- _EXERCISE AIM_
Stop after the line containing "pub fn with_client(carrier: &'static": print each line exactly from the first line of the listing up to that point.

- _DATA EXTRACT_
******************************

//! Builds and selects carrier clients (base spec §4.2 Carrier Registry).
//!
//! Each carrier may have more than one client registered, ordered by
//! preference. `get_default` returns the first; `get_fresh_data_client`
//! prefers a non-API client so scheduled refreshes don't burn API quota on
//! carriers that also have a scraping path, and refuses API-only carriers
//! outright (base spec §4.4 step 5).

use std::collections::HashMap;
use std::sync::Arc;

use reqwest::Client;

use crate::carriers::client::{CarrierClient, CarrierError, ClientKind};
use crate::carriers::fedex::FedexApiClient;
use crate::carriers::http::WebCarrierClient;
use crate::config::TrackerConfig;

pub struct CarrierRegistry {
    clients: HashMap<&'static str, Vec<Arc<dyn CarrierClient>>>,
}

impl CarrierRegistry {
    /// Registers a single client for a single carrier, for tests that need
    /// full control over `Track`/`Validate` without any network access.
    pub fn with_client(carrier: &'static str, client: Arc<dyn CarrierClient>) -> Self {
        let mut clients = HashMap::new();
        clients.insert(carrier, vec![client]);
        Self { clients }
    }

    /// Wires one `CarrierClient` per configured carrier, preferring an API
    /// client where credentials are available and falling back to the
    /// headless/scraping client otherwise (base spec §4.9).
    pub fn from_config(config: &TrackerConfig, http: Client) -> Self {
        let mut clients: HashMap<&'static str, Vec<Arc<dyn CarrierClient>>> = HashMap::new();

        let mut fedex_clients: Vec<Arc<dyn CarrierClient>> = Vec::new();
        if let (Some(id), Some(secret)) = (&config.fedex_client_id, &config.fedex_client_secret) {
            let api_url = config
                .fedex_api_url
                .clone()
                .unwrap_or_else(|| "https://apis.fedex.com".to_string());
            fedex_clients.push(Arc::new(FedexApiClient::new(
                id.clone(),
                secret.clone(),
                api_url,
                http.clone(),
            )));
        }
        fedex_clients.push(Arc::new(WebCarrierClient::new(
            "fedex",
            ClientKind::Scraping,
            "https://www.fedex.com/fedextrack/?trknbr={tn}",
            http.clone(),
        )));
        clients.insert("fedex", fedex_clients);

        clients.insert(
            "ups",
            vec![Arc::new(WebCarrierClient::new(
                "ups",
                ClientKind::Scraping,
                "https://www.ups.com/track?tracknum={tn}",
                http.clone(),
            ))],
        );
        clients.insert(
            "usps",
            vec![Arc::new(WebCarrierClient::new(
                "usps",
                ClientKind::Scraping,
                "https://tools.usps.com/go/TrackConfirmAction?tLabels={tn}",
                http.clone(),
            ))],
        );
        clients.insert(
            "dhl",
            vec![Arc::new(WebCarrierClient::new(
                "dhl",
                ClientKind::Scraping,
                "https://www.dhl.com/en/express/tracking.html?AWB={tn}",
                http.clone(),
            ))],
        );
        clients.insert(
            "amazon",
            vec![Arc::new(WebCarrierClient::new(
                "amazon",
                ClientKind::Headless,
                "https://www.amazon.com/progress-tracker/package/ref={tn}",
                http,
            ))],
        );

        Self { clients }
    }

    pub fn get_default(&self, carrier: &str) -> Result<Arc<dyn CarrierClient>, CarrierError> {
        self.clients
            .get(carrier)
            .and_then(|v| v.first())
            .cloned()
            .ok_or_else(|| CarrierError::NoClientAvailable(carrier.to_string()))
    }

    /// Returns the first registered client that isn't API-backed. Auto-refresh
    /// uses this so scheduled polling prefers quota-free paths; a carrier with
    /// only an API client is rejected rather than silently burning quota.
    pub fn get_fresh_data_client(&self, carrier: &str) -> Result<Arc<dyn CarrierClient>, CarrierError> {
        let candidates = self
            .clients
            .get(carrier)
            .ok_or_else(|| CarrierError::NoClientAvailable(carrier.to_string()))?;

        candidates
            .iter()
            .find(|c| c.kind() != ClientKind::Api)
            .cloned()
            .ok_or_else(|| CarrierError::NoClientAvailable(carrier.to_string()))
    }
}
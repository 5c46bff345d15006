//! Tracking event repository. Events are append-only; dedup key is
//! `(shipment_id, timestamp, description)` (base spec §3, §8 invariant 1).

use chrono::{DateTime, Utc};
use sqlx::{PgPool, Postgres, Transaction};

use crate::models::TrackingEvent;
use crate::store::StoreError;

pub async fn get_by_shipment_id(
    pool: &PgPool,
    shipment_id: i32,
) -> Result<Vec<TrackingEvent>, StoreError> {
    sqlx::query_as::<_, TrackingEvent>(
        "SELECT * FROM tracking_events WHERE shipment_id = $1 ORDER BY timestamp ASC, id ASC",
    )
    .bind(shipment_id)
    .fetch_all(pool)
    .await
    .map_err(StoreError::Db)
}

/// Inserts an event, first checking the dedup key inside a transaction; a
/// duplicate is silently skipped and treated as success (base spec §4.1).
pub async fn create_event(
    pool: &PgPool,
    shipment_id: i32,
    timestamp: DateTime<Utc>,
    location: Option<&str>,
    status: &str,
    description: &str,
) -> Result<(), StoreError> {
    let mut tx = pool.begin().await.map_err(StoreError::Db)?;
    create_event_tx(&mut tx, shipment_id, timestamp, location, status, description).await?;
    tx.commit().await.map_err(StoreError::Db)?;
    Ok(())
}

pub async fn create_event_tx(
    tx: &mut Transaction<'_, Postgres>,
    shipment_id: i32,
    timestamp: DateTime<Utc>,
    location: Option<&str>,
    status: &str,
    description: &str,
) -> Result<bool, StoreError> {
    let existing: Option<(i32,)> = sqlx::query_as(
        "SELECT id FROM tracking_events WHERE shipment_id = $1 AND timestamp = $2 AND description = $3",
    )
    .bind(shipment_id)
    .bind(timestamp)
    .bind(description)
    .fetch_optional(&mut **tx)
    .await
    .map_err(StoreError::Db)?;

    if existing.is_some() {
        return Ok(false);
    }

    sqlx::query(
        r#"
        INSERT INTO tracking_events (shipment_id, timestamp, location, status, description)
        VALUES ($1, $2, $3, $4, $5)
        "#,
    )
    .bind(shipment_id)
    .bind(timestamp)
    .bind(location)
    .bind(status)
    .bind(description)
    .execute(&mut **tx)
    .await
    .map_err(StoreError::Db)?;

    Ok(true)
}
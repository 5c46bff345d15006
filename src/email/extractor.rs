//! Tracking number extraction (component F, base spec §4.6): finds
//! tracking-number candidates in free email text, validates and scores them,
//! and optionally asks an LLM hook to enhance the result.
//!
//! The LLM API itself is out of scope (base spec §1 lists it as an external
//! collaborator); callers that want enhancement implement `LlmHook` and pass
//! it in, and tests exercise the regex-only path with `hook: None`.

use async_trait::async_trait;

use crate::carriers::validators;

pub const MIN_CONFIDENCE: f64 = 0.5;

#[derive(Debug, Clone, Copy, PartialEq, Eq)]
pub enum ExtractionSource {
    Regex,
    Llm,
    Hybrid,
}

#[derive(Debug, Clone)]
pub struct TrackingInfo {
    pub number: String,
    pub carrier: String,
    pub description: String,
    pub merchant: Option<String>,
    pub confidence: f64,
    pub source: ExtractionSource,
    pub context: String,
}

pub struct EmailContent<'a> {
    pub from: &'a str,
    pub subject: &'a str,
    pub plain_text: &'a str,
    pub html_text: &'a str,
}

/// Enhances a regex-extracted candidate list with better descriptions,
/// merchant attribution, or disambiguation. Implemented by an LLM-backed
/// adapter outside this crate's specified scope; `extract` runs correctly
/// with no hook at all.
#[async_trait]
pub trait LlmHook: Send + Sync {
    async fn enhance(&self, content: &EmailContent<'_>, candidates: Vec<TrackingInfo>) -> Vec<TrackingInfo>;
}

/// Pattern-matches candidate numbers per carrier, validates each, scores by
/// sender/subject hints, drops anything below `MIN_CONFIDENCE`, deduplicates
/// by number, and optionally runs the LLM hook over the surviving set.
pub async fn extract(content: &EmailContent<'_>, hook: Option<&dyn LlmHook>) -> Vec<TrackingInfo> {
    let combined = format!("{} {} {}", content.subject, content.plain_text, content.html_text);

    let mut seen = std::collections::HashSet::new();
    let mut candidates = Vec::new();

    for (carrier, pattern) in validators::candidate_patterns() {
        for m in pattern.find_iter(&combined) {
            let number = m.as_str().to_uppercase();
            if !validators::validate(carrier, &number) {
                continue;
            }
            if !seen.insert(number.clone()) {
                continue;
            }

            let confidence = confidence_for(carrier, content);
            if confidence < MIN_CONFIDENCE {
                continue;
            }

            let context_start = m.start().saturating_sub(40);
            let context_end = (m.end() + 40).min(combined.len());
            let context = combined
                .get(context_start..context_end)
                .unwrap_or(&combined)
                .trim()
                .to_string();

            candidates.push(TrackingInfo {
                number,
                carrier: carrier.to_string(),
                description: default_description(carrier, content),
                merchant: merchant_from_sender(content.from),
                confidence,
                source: ExtractionSource::Regex,
                context,
            });
        }
    }

    match hook {
        Some(hook) => {
            let enhanced = hook.enhance(content, candidates).await;
            enhanced.into_iter().map(mark_hybrid).collect()
        }
        None => candidates,
    }
}

fn mark_hybrid(mut info: TrackingInfo) -> TrackingInfo {
    if info.source == ExtractionSource::Regex {
        info.source = ExtractionSource::Hybrid;
    }
    info
}

/// Boosts confidence when the sender or subject independently corroborate
/// the carrier a regex pattern already points to.
fn confidence_for(carrier: &str, content: &EmailContent<'_>) -> f64 {
    let from = content.from.to_lowercase();
    let subject = content.subject.to_lowercase();

    let mut confidence = 0.6;
    if from.contains(carrier) || from.contains("amazon.com") {
        confidence += 0.2;
    }
    if subject.contains(carrier) {
        confidence += 0.1;
    }
    if subject.contains("shipped") || subject.contains("tracking") || subject.contains("delivery") {
        confidence += 0.1;
    }

    confidence.min(1.0)
}

fn default_description(carrier: &str, content: &EmailContent<'_>) -> String {
    match merchant_from_sender(content.from) {
        Some(merchant) => format!("Package from {merchant}"),
        None => format!("Package from {}", carrier.to_uppercase()),
    }
}

fn merchant_from_sender(from: &str) -> Option<String> {
    let domain = from.split('@').nth(1)?.trim_end_matches('>');
    let name = domain.split('.').next()?;
    if name.is_empty() {
        return None;
    }
    let mut chars = name.chars();
    let first = chars.next()?.to_uppercase().to_string();
    Some(format!("{first}{}", chars.as_str()))
}

#[cfg(test)]
mod tests {
    use super::*;

    #[tokio::test]
    async fn extracts_validated_ups_number_with_carrier_hint() {
        let content = EmailContent {
            from: "ship-confirm@amazon.com",
            subject: "Your package has shipped",
            plain_text: "Tracking number: 1Z999AA10123456784 via UPS",
            html_text: "",
        };

        let results = extract(&content, None).await;
        assert_eq!(results.len(), 1);
        assert_eq!(results[0].number, "1Z999AA10123456784");
        assert_eq!(results[0].carrier, "ups");
        assert_eq!(results[0].source, ExtractionSource::Regex);
    }

    #[tokio::test]
    async fn drops_invalid_checksum_candidates() {
        let content = EmailContent {
            from: "someone@example.com",
            subject: "note",
            plain_text: "1Z999AA10123456780",
            html_text: "",
        };

        let results = extract(&content, None).await;
        assert!(results.is_empty());
    }

    #[tokio::test]
    async fn deduplicates_repeated_numbers() {
        let content = EmailContent {
            from: "orders@amazon.com",
            subject: "shipped via ups",
            plain_text: "1Z999AA10123456784 ... 1Z999AA10123456784",
            html_text: "",
        };

        let results = extract(&content, None).await;
        assert_eq!(results.len(), 1);
    }
}
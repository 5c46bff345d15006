//! The single error type surfaced at the HTTP edge.
//!
//! Every subsystem (store, cache, carrier clients, extractor) has its own
//! `thiserror` error enum; this module is the one place those get converted
//! into an HTTP status, following base spec §7's kind-to-status table.

use chrono::Utc;
use rocket::http::Status;
use rocket::response::{self, Responder};
use rocket::{Request, Response};
use rocket_okapi::OpenApiError;
use rocket_okapi::r#gen::OpenApiGenerator;
use rocket_okapi::okapi::openapi3::Responses;
use rocket_okapi::okapi::schemars::{self, JsonSchema};
use rocket_okapi::response::OpenApiResponderInner;
use serde::Serialize;
use std::io::Cursor;

use crate::carriers::CarrierError;
use crate::store::StoreError;

#[derive(Debug)]
pub enum ApiError {
    Validation(String),
    NotFound(String),
    Conflict(String),
    RateLimited { message: String, retry_after_secs: u64 },
    UpstreamFailed { carrier: String, message: String },
    ServiceUnavailable(String),
    Internal(String),
}

/// RFC 7807-style problem details payload.
#[derive(Debug, Serialize, JsonSchema)]
pub struct ProblemDetails {
    #[serde(rename = "type")]
    pub problem_type: String,
    pub title: String,
    pub status: u16,
    pub detail: String,
    #[serde(skip_serializing_if = "Option::is_none")]
    pub instance: Option<String>,
    #[serde(skip_serializing_if = "Option::is_none")]
    pub timestamp: Option<String>,
}

impl<'r> Responder<'r, 'static> for ApiError {
    fn respond_to(self, _: &'r Request<'_>) -> response::Result<'static> {
        let (status, title, detail, problem_type, retry_after) = match self {
            ApiError::Validation(msg) => {
                log::debug!("validation error: {}", msg);
                (
                    Status::BadRequest,
                    "Validation Failed",
                    msg,
                    "https://docs.tracker/errors/validation",
                    None,
                )
            }
            ApiError::NotFound(msg) => {
                log::debug!("not found: {}", msg);
                (
                    Status::NotFound,
                    "Resource Not Found",
                    msg,
                    "https://docs.tracker/errors/not-found",
                    None,
                )
            }
            ApiError::Conflict(msg) => {
                log::info!("conflict: {}", msg);
                (
                    Status::Conflict,
                    "Conflict",
                    msg,
                    "https://docs.tracker/errors/conflict",
                    None,
                )
            }
            ApiError::RateLimited { message, retry_after_secs } => {
                log::info!("rate limited: {}", message);
                (
                    Status::TooManyRequests,
                    "Rate Limited",
                    message,
                    "https://docs.tracker/errors/rate-limited",
                    Some(retry_after_secs),
                )
            }
            ApiError::UpstreamFailed { carrier, message } => {
                log::warn!("upstream failed ({}): {}", carrier, message);
                (
                    Status::BadGateway,
                    "Upstream Carrier Error",
                    format!("{carrier}: {message}"),
                    "https://docs.tracker/errors/upstream-failed",
                    None,
                )
            }
            ApiError::ServiceUnavailable(msg) => {
                log::warn!("service unavailable: {}", msg);
                (
                    Status::ServiceUnavailable,
                    "Service Unavailable",
                    msg,
                    "https://docs.tracker/errors/service-unavailable",
                    None,
                )
            }
            ApiError::Internal(msg) => {
                log::error!("internal error: {}", msg);
                (
                    Status::InternalServerError,
                    "Internal Server Error",
                    "An internal server error occurred".to_string(),
                    "https://docs.tracker/errors/internal",
                    None,
                )
            }
        };

        let body = ProblemDetails {
            problem_type: problem_type.to_string(),
            title: title.to_string(),
            status: status.code,
            detail,
            instance: None,
            timestamp: Some(Utc::now().to_rfc3339_opts(chrono::SecondsFormat::Millis, true)),
        };

        let json = serde_json::to_string(&body).unwrap_or_else(|_| {
            r#"{"type":"about:blank","title":"Internal Server Error","status":500,"detail":"Failed to serialize error"}"#
                .to_string()
        });

        let mut builder = Response::build();
        builder
            .status(status)
            .header(rocket::http::ContentType::JSON)
            .sized_body(json.len(), Cursor::new(json));
        if let Some(secs) = retry_after {
            builder.raw_header("Retry-After", secs.to_string());
        }
        builder.ok()
    }
}

impl From<sqlx::Error> for ApiError {
    fn from(err: sqlx::Error) -> Self {
        match err {
            sqlx::Error::RowNotFound => ApiError::NotFound("resource not found".to_string()),
            other => ApiError::Internal(other.to_string()),
        }
    }
}

impl From<StoreError> for ApiError {
    fn from(err: StoreError) -> Self {
        match err {
            StoreError::NotFound(msg) => ApiError::NotFound(msg),
            StoreError::Conflict(msg) => ApiError::Conflict(msg),
            StoreError::Db(e) => ApiError::from(e),
        }
    }
}

impl From<CarrierError> for ApiError {
    fn from(err: CarrierError) -> Self {
        match err {
            CarrierError::RateLimited { .. } => ApiError::RateLimited {
                message: err.to_string(),
                retry_after_secs: 60,
            },
            CarrierError::NoClientAvailable(carrier) => {
                ApiError::ServiceUnavailable(format!("no client available for carrier {carrier}"))
            }
            other => ApiError::UpstreamFailed {
                carrier: other.carrier_code().to_string(),
                message: other.to_string(),
            },
        }
    }
}

impl OpenApiResponderInner for ApiError {
    fn responses(_generator: &mut OpenApiGenerator) -> Result<Responses, OpenApiError> {
        use rocket_okapi::okapi::openapi3::*;

        Ok(Responses {
            responses: rocket_okapi::okapi::map! {
                "400".to_string() => RefOr::Object(Response {
                    description: "Bad Request - validation failed".to_string(),
                    ..Default::default()
                }),
                "404".to_string() => RefOr::Object(Response {
                    description: "Not Found".to_string(),
                    ..Default::default()
                }),
                "409".to_string() => RefOr::Object(Response {
                    description: "Conflict - duplicate tracking number or already delivered".to_string(),
                    ..Default::default()
                }),
                "429".to_string() => RefOr::Object(Response {
                    description: "Rate Limited".to_string(),
                    ..Default::default()
                }),
                "502".to_string() => RefOr::Object(Response {
                    description: "Bad Gateway - carrier returned an error".to_string(),
                    ..Default::default()
                }),
                "503".to_string() => RefOr::Object(Response {
                    description: "Service Unavailable - no suitable carrier client".to_string(),
                    ..Default::default()
                }),
                "500".to_string() => RefOr::Object(Response {
                    description: "Internal Server Error".to_string(),
                    ..Default::default()
                }),
            },
            ..Default::default()
        })
    }
}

******************************

- _ANSWER FOR THE TASK_
//! Builds and selects carrier clients (base spec §4.2 Carrier Registry).
//!
//! Each carrier may have more than one client registered, ordered by
//! preference. `get_default` returns the first; `get_fresh_data_client`
//! prefers a non-API client so scheduled refreshes don't burn API quota on
//! carriers that also have a scraping path, and refuses API-only carriers
//! outright (base spec §4.4 step 5).

use std::collections::HashMap;
use std::sync::Arc;

use reqwest::Client;

use crate::carriers::client::{CarrierClient, CarrierError, ClientKind};
use crate::carriers::fedex::FedexApiClient;
use crate::carriers::http::WebCarrierClient;
use crate::config::TrackerConfig;

pub struct CarrierRegistry {
    clients: HashMap<&'static str, Vec<Arc<dyn CarrierClient>>>,
}

impl CarrierRegistry {
    /// Registers a single client for a single carrier, for tests that need
    /// full control over `Track`/`Validate` without any network access.
    pub fn with_client(carrier: &'static str, client: Arc<dyn CarrierClient>) -> Self {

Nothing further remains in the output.